En Britania, el plan de César consistía en conquistar la parte más cercana a la Galia (Kent y, posiblemente, Cornualles). Sin embargo, la expedición se saldó con un nuevo fracaso. Las razones eran variadas: la campaña se había iniciado con mucho retraso, sobre su ejército se había abatido una serie de calamidades y, lo más importante, la estrategia de hostigamiento del jefe enemigo Casivelono acabó por dejarle en una situación comprometida. En los primeros días de septiembre, apenas tres semanas de su llegada, las tropas volvieron a embarcar.
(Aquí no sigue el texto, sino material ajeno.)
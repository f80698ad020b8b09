use crate::model::Response;
use crate::script_engine::{globals_script, response_script, Globals, Script, ScriptEngine, INIT_SCRIPT};
use crate::Result;
use boa_engine::{Context, JsError, Source};
use tracing::info;

/// Evaluates every script in a new `Context`, nothing leaks between runs
/// except what goes through the global store.
#[derive(Default)]
pub struct BoaScriptEngine;

impl BoaScriptEngine {
    pub fn new() -> BoaScriptEngine {
        BoaScriptEngine
    }
}

impl ScriptEngine for BoaScriptEngine {
    fn execute_script(
        &mut self,
        script: &Script,
        response: Option<&Response>,
        globals: &mut Globals,
    ) -> Result<String> {
        let mut context = Context::default();
        eval(&mut context, &globals_script(globals)?)?;
        eval(&mut context, INIT_SCRIPT)?;
        if let Some(response) = response {
            eval(&mut context, &response_script(response)?)?;
        }

        let result = eval(&mut context, script.src);

        let logs: Vec<String> = serde_json::from_str(&eval(&mut context, "JSON.stringify(_logs)")?)?;
        for line in logs {
            info!("{}", line);
        }
        *globals = Globals::from_snapshot(&eval(&mut context, "JSON.stringify(_snapshot)")?)?;

        result
    }
}

fn eval(context: &mut Context, src: &str) -> Result<String> {
    let value = context
        .eval(Source::from_bytes(src))
        .map_err(|e| script_error(e, context))?;
    let text = value
        .to_string(context)
        .map_err(|e| script_error(e, context))?;
    Ok(text.to_std_string_escaped())
}

/// The thrown value converted to a string, so `throw "msg"` reads as `msg`.
fn script_error(error: JsError, context: &mut Context) -> anyhow::Error {
    let thrown = error.to_opaque(context);
    match thrown.to_string(context) {
        Ok(message) => anyhow!("{}", message.to_std_string_escaped()),
        Err(_) => anyhow!("{}", error),
    }
}
use crate::http_client::{ClientConfig, Exchange, HttpClient, OutgoingRequest};
use crate::model::{Response, Version};
use crate::Result;
use reqwest::blocking::Client;
use reqwest::cookie::Jar;
use reqwest::header::{HeaderMap, HeaderName, HeaderValue};
use reqwest::redirect::Policy;
use std::convert::{TryFrom, TryInto};
use std::sync::Arc;
use std::time::Instant;
use tracing::debug;

/// Blocking client set for one run.
///
/// Requests that keep cookies share one jar, requests marked
/// `@no-cookie-jar` go through clients without one.
pub struct ReqwestHttpClient {
    with_jar: Clients,
    without_jar: Clients,
}

struct Clients {
    follow: Client,
    no_follow: Client,
}

impl Clients {
    fn build(config: &ClientConfig, jar: Option<&Arc<Jar>>) -> Result<Clients> {
        Ok(Clients {
            follow: build_client(config, Policy::default(), jar)?,
            no_follow: build_client(config, Policy::none(), jar)?,
        })
    }

    fn pick(&self, follow_redirects: bool) -> &Client {
        if follow_redirects {
            &self.follow
        } else {
            &self.no_follow
        }
    }
}

fn build_client(config: &ClientConfig, redirect: Policy, jar: Option<&Arc<Jar>>) -> Result<Client> {
    let mut builder = Client::builder()
        .danger_accept_invalid_certs(!config.ssl_check)
        .redirect(redirect)
        .timeout(config.timeout);
    if let Some(jar) = jar {
        builder = builder.cookie_provider(Arc::clone(jar));
    }
    Ok(builder.build()?)
}

impl HttpClient for ReqwestHttpClient {
    fn create(config: ClientConfig) -> Result<ReqwestHttpClient>
    where
        Self: Sized,
    {
        let jar = Arc::new(Jar::default());
        Ok(ReqwestHttpClient {
            with_jar: Clients::build(&config, Some(&jar))?,
            without_jar: Clients::build(&config, None)?,
        })
    }

    fn execute(&self, request: &OutgoingRequest) -> Result<Exchange> {
        let clients = if request.use_cookie_jar {
            &self.with_jar
        } else {
            &self.without_jar
        };
        let client = clients.pick(request.follow_redirects);

        let method = reqwest::Method::from_bytes(request.method.as_bytes())?;
        let mut request_builder = client
            .request(method, request.url.as_str())
            .headers(header_map(&request.headers)?);
        if let Some(body) = &request.body {
            request_builder = request_builder.body(body.clone());
        }

        debug!("Sending {} {}", request.method, request.url);
        let started = Instant::now();
        let response = request_builder.send()?;
        let latency = started.elapsed();

        Ok(Exchange {
            response: response.try_into()?,
            latency,
        })
    }
}

/// Later headers replace earlier ones with the same name.
fn header_map(headers: &[(String, String)]) -> Result<HeaderMap> {
    let mut map = HeaderMap::new();
    for (key, value) in headers {
        map.insert(
            HeaderName::from_bytes(key.as_bytes())?,
            HeaderValue::from_str(value)?,
        );
    }
    Ok(map)
}

impl From<reqwest::Version> for Version {
    fn from(version: reqwest::Version) -> Self {
        match version {
            reqwest::Version::HTTP_09 => Version::Http09,
            reqwest::Version::HTTP_10 => Version::Http10,
            reqwest::Version::HTTP_2 => Version::Http2,
            reqwest::Version::HTTP_3 => Version::Http3,
            _ => Version::Http11,
        }
    }
}

impl TryFrom<reqwest::blocking::Response> for Response {
    type Error = anyhow::Error;

    fn try_from(response: reqwest::blocking::Response) -> Result<Self> {
        let version = response.version().into();
        let status = response.status();
        let headers = response
            .headers()
            .iter()
            .map(|(name, value)| {
                (
                    name.to_string(),
                    String::from_utf8_lossy(value.as_bytes()).into_owned(),
                )
            })
            .collect();
        Ok(Response {
            version,
            status_code: status.as_u16(),
            status: status.to_string(),
            headers,
            body: response.bytes()?.to_vec(),
        })
    }
}
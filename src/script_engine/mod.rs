use crate::model::{header_param, Response};
use crate::Result;
use serde::{Deserialize, Serialize};
use serde_json::{Map, Value};

#[cfg(feature = "boa")]
pub mod boa;


/// Defines `client` on top of a `_snapshot` object holding the globals.
pub const INIT_SCRIPT: &str = include_str!("init.js");

pub struct Script<'a> {
    pub src: &'a str,
}

impl<'a> Script<'a> {
    pub fn internal_script(src: &'a str) -> Script<'a> {
        Script { src }
    }
}

/// Named values that outlive a single handler run.
#[derive(Debug, Clone, Default, PartialEq, Serialize, Deserialize)]
#[serde(transparent)]
pub struct Globals(Map<String, Value>);

impl Globals {
    pub fn get(&self, name: &str) -> Option<&Value> {
        self.0.get(name)
    }

    /// Setting `null` is the same as clearing the name.
    pub fn set(&mut self, name: &str, value: Value) {
        if value.is_null() {
            self.0.remove(name);
        } else {
            self.0.insert(name.to_string(), value);
        }
    }

    pub fn clear(&mut self, name: &str) {
        self.0.remove(name);
    }

    pub fn clear_all(&mut self) {
        self.0.clear();
    }

    pub fn is_empty(&self) -> bool {
        self.0.is_empty()
    }

    pub fn len(&self) -> usize {
        self.0.len()
    }

    /// Reads the store back out of a script's JSON snapshot.
    pub fn from_snapshot(snapshot: &str) -> Result<Globals> {
        let values: Map<String, Value> = serde_json::from_str(snapshot)?;
        Ok(Globals(
            values.into_iter().filter(|(_, value)| !value.is_null()).collect(),
        ))
    }
}

/// The `response` object handed to scripts.
#[derive(Debug, Serialize)]
pub struct ScriptResponse {
    pub status: u16,
    pub headers: Map<String, Value>,
    pub body: Value,
    #[serde(rename = "contentType")]
    pub content_type: ContentType,
}

#[derive(Debug, Serialize)]
pub struct ContentType {
    #[serde(rename = "mimeType")]
    pub mime_type: Option<String>,
    pub charset: Option<String>,
}

impl From<&Response> for ScriptResponse {
    fn from(response: &Response) -> Self {
        let mut headers = Map::new();
        for (name, value) in &response.headers {
            let joined = match headers.get(name.as_str()).and_then(Value::as_str) {
                Some(previous) => format!("{}, {}", previous, value),
                None => value.clone(),
            };
            headers.insert(name.clone(), Value::String(joined));
        }

        ScriptResponse {
            status: response.status_code,
            headers,
            body: response.json().unwrap_or(Value::Null),
            content_type: ContentType::from(response.content_type()),
        }
    }
}

impl From<Option<&str>> for ContentType {
    fn from(header: Option<&str>) -> Self {
        let header = match header {
            Some(header) => header,
            None => {
                return ContentType {
                    mime_type: None,
                    charset: None,
                }
            }
        };
        let mime_type = header
            .split(';')
            .map(str::trim)
            .filter(|part| {
                !part
                    .split('=')
                    .next()
                    .map_or(false, |key| key.trim().eq_ignore_ascii_case("charset"))
            })
            .collect::<Vec<_>>()
            .join("; ");
        ContentType {
            mime_type: Some(mime_type),
            charset: header_param(header, "charset"),
        }
    }
}

/// Source that binds `response` in a sandbox.
///
/// `response.headers` answers to any casing of a header name, and carries
/// `valueOf(name)` and `valuesOf(name)` for repeated headers.
pub fn response_script(response: &Response) -> Result<String> {
    let mut values: Map<String, Value> = Map::new();
    for (name, value) in &response.headers {
        let entry = values
            .entry(name.to_lowercase())
            .or_insert_with(|| Value::Array(vec![]));
        if let Value::Array(list) = entry {
            list.push(Value::String(value.clone()));
        }
    }
    Ok(format!(
        "var response = {};\nresponse.headers = _caseless(response.headers, {});",
        serde_json::to_string(&ScriptResponse::from(response))?,
        serde_json::to_string(&values)?
    ))
}

/// Source that seeds the global store of a sandbox.
pub fn globals_script(globals: &Globals) -> Result<String> {
    Ok(format!("var _snapshot = {};", serde_json::to_string(globals)?))
}

pub trait ScriptEngine {
    /// Runs `script` in a fresh sandbox seeded with `globals`, with
    /// `response` bound when given. The store is copied back into
    /// `globals` even when the script throws.
    fn execute_script(
        &mut self,
        script: &Script,
        response: Option<&Response>,
        globals: &mut Globals,
    ) -> Result<String>;

    /// Runs a response handler. Errors carry the script's own message.
    fn handle(&mut self, script: &Script, response: &Response, globals: &mut Globals) -> Result<()> {
        self.execute_script(script, Some(response), globals)
            .map(|_| ())
    }
}

#[cfg(feature = "boa")]
pub fn create_script_engine() -> Result<Box<dyn ScriptEngine>> {
    Ok(Box::new(boa::BoaScriptEngine::new()))
}

#[cfg(not(feature = "boa"))]
pub fn create_script_engine() -> Result<Box<dyn ScriptEngine>> {
    Err(anyhow!(
        "No script engine compiled in, rebuild with the `boa` feature to run response handlers"
    ))
}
Por si no fuera suficiente este fracaso, durante el invierno estalló una revuelta en torno a los campamentos que César había ubicado en el centro y nordeste de la Galia. El levantamiento obedecía a varios factores: las élites locales impuestas por César estaban pasándose al bando enemigo, muchos pueblos sentían amenazada su propia existencia con la agresiva política de César y, en último lugar aunque no menos importante, los druidas se habían decidido a intervenir, quizá en respuesta a la intromisión de César en suelo britano, centro del culto druídico. El plan estaba bien pensado y podía poner en graves aprietos a las legiones, aisladas unas de otras.

César no permite apreciar en su relato con claridad la secuencia cronológica, ya que se ha centrado en la suerte dispar de dos de sus legiones: una legión y media, acampada en territorio de los eburones, fue totalmente exterminada por estos, bajo el mando de Ambíorix; en cambio, la legión estacionada en territorio de los nervios, mandada por Quinto Cicerón, logró resistir hasta su llegada. Tras esto, el libro se cierra con la victoria de Labieno sobre los tréveros, un broche optimista para concluir un libro plagado de malas noticias. De hecho, tras declararla pacificada, César pasó el invierno en la Galia y se vio en la necesidad de reclutar dos nuevas legiones en el norte de Italia, además de pedir una a Pompeyo, lo que elevó la suma a un total de diez, en torno a cincuenta mil hombres.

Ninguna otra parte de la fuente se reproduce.